◆ Exercise prompt ◆
Among the records below, which lines contain the string "Some"? Report them.

─── Provided records ───

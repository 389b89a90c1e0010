use std::path::{Path, PathBuf};

use crate::error::{LoginError, LoginResult};
use crate::metadata::InstanceMetadata;
use crate::report::{Report, Reporter};

const LOOPBACK: &str = "127.0.0.1";

/// The substituted values of a login rule.
#[derive(Debug, Clone, PartialEq, Eq)]
pub struct RuleFields {
    pub root: String,
    pub allowed_ip: String,
    pub user_file: String,
}

/// Render the nginx `server` block.
#[must_use]
pub fn render(fields: &RuleFields, server_name: &str) -> String {
    format!(
        "server {{\n    \
         listen 80;\n    \
         listen [::]:80;\n    \
         server_name {server_name};\n    \
         root {root};\n    \
         index index.html;\n    \
         allow {LOOPBACK};\n    \
         allow {ip};\n    \
         auth_basic 'Test';\n    \
         auth_basic_user_file {user_file};\n\
         }}\n",
        root = fields.root,
        ip = fields.allowed_ip,
        user_file = fields.user_file,
    )
}

/// Read the substituted values back out of a rendered rule.
/// Returns `None` if any of them is missing.
#[must_use]
pub fn parse(content: &str) -> Option<RuleFields> {
    let mut root = None;
    let mut allowed_ip = None;
    let mut user_file = None;

    for line in content.lines() {
        let Some((key, value)) = line.trim().trim_end_matches(';').split_once(char::is_whitespace)
        else {
            continue;
        };
        let value = value.trim();
        match key {
            "root" => root = Some(value.to_string()),
            "allow" if value != LOOPBACK => allowed_ip = Some(value.to_string()),
            "auth_basic_user_file" => user_file = Some(value.to_string()),
            _ => {}
        }
    }

    Some(RuleFields {
        root: root?,
        allowed_ip: allowed_ip?,
        user_file: user_file?,
    })
}

/// Locate the web root: the lexicographically first non-hidden
/// entry of `parent`, joined with `subdir`. A missing or
/// unreadable `parent` counts as empty.
pub fn discover_web_root(parent: &Path, subdir: &str) -> LoginResult<PathBuf> {
    let not_found = || LoginError::WebRootNotFound(parent.to_path_buf());

    let mut names: Vec<_> = std::fs::read_dir(parent)
        .map_err(|_| not_found())?
        .filter_map(Result::ok)
        .map(|e| e.file_name())
        .filter(|n| !n.to_string_lossy().starts_with('.'))
        .collect();
    names.sort();

    let first = names
        .into_iter()
        .next()
        .ok_or_else(not_found)?;

    Ok(parent.join(first).join(subdir))
}

/// Writes the nginx rule restricting the site to the loopback
/// address and the instance's public IP behind basic auth.
///
/// # Example
///
/// ```
/// use horizon_login::NginxRule;
///
/// let rule = NginxRule::new().web_root("/srv/site");
///
/// assert_eq!(rule.server_name, "test.com www.test.com");
/// assert_eq!(rule.web_root.as_deref(), Some(std::path::Path::new("/srv/site")));
/// ```
#[derive(Debug, Clone)]
pub struct NginxRule {
    pub path: PathBuf,
    pub home_dir: PathBuf,
    pub subdir: String,
    pub web_root: Option<PathBuf>,
    pub server_name: String,
}

impl NginxRule {
    #[must_use]
    pub fn new() -> Self {
        Self {
            path: PathBuf::from("/etc/nginx/conf.d/blue_horizon_login.conf"),
            home_dir: PathBuf::from("/home"),
            subdir: "www".to_string(),
            web_root: None,
            server_name: "test.com www.test.com".to_string(),
        }
    }

    #[must_use]
    pub fn path(mut self, path: impl AsRef<Path>) -> Self {
        self.path = path.as_ref().to_path_buf();
        self
    }

    #[must_use]
    pub fn home_dir(mut self, dir: impl AsRef<Path>) -> Self {
        self.home_dir = dir.as_ref().to_path_buf();
        self
    }

    #[must_use]
    pub fn subdir(mut self, subdir: &str) -> Self {
        self.subdir = subdir.to_string();
        self
    }

    /// Use this web root instead of searching `home_dir`.
    #[must_use]
    pub fn web_root(mut self, root: impl AsRef<Path>) -> Self {
        self.web_root = Some(root.as_ref().to_path_buf());
        self
    }

    #[must_use]
    pub fn server_name(mut self, name: &str) -> Self {
        self.server_name = name.to_string();
        self
    }

    pub fn resolve_web_root(&self) -> LoginResult<PathBuf> {
        self.web_root.as_ref().map_or_else(
            || discover_web_root(&self.home_dir, &self.subdir),
            |root| Ok(root.clone()),
        )
    }

    /// Render the rule for this instance.
    pub fn render(&self, metadata: &InstanceMetadata, user_file: &Path) -> LoginResult<String> {
        let root = self.resolve_web_root()?;
        let fields = RuleFields {
            root: root.display().to_string(),
            allowed_ip: metadata.public_ip().to_string(),
            user_file: user_file.display().to_string(),
        };
        Ok(render(&fields, &self.server_name))
    }

    /// Write the rule, replacing any previous content, and return
    /// its path.
    pub fn write(
        &self,
        metadata: &InstanceMetadata,
        user_file: &Path,
        reporter: &dyn Reporter,
    ) -> LoginResult<PathBuf> {
        let content = self.render(metadata, user_file)?;
        std::fs::write(&self.path, content)?;

        reporter.report(&Report::RuleWritten(&self.path));
        Ok(self.path.clone())
    }
}

impl Default for NginxRule {
    fn default() -> Self {
        Self::new()
    }
}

───

◆ Result of this exercise ◆
        let Some((key, value)) = line.trim().trim_end_matches(';').split_once(char::is_whitespace)
            "root" => root = Some(value.to_string()),
            "allow" if value != LOOPBACK => allowed_ip = Some(value.to_string()),
            "auth_basic_user_file" => user_file = Some(value.to_string()),
    Some(RuleFields {
/// assert_eq!(rule.web_root.as_deref(), Some(std::path::Path::new("/srv/site")));
        self.web_root = Some(root.as_ref().to_path_buf());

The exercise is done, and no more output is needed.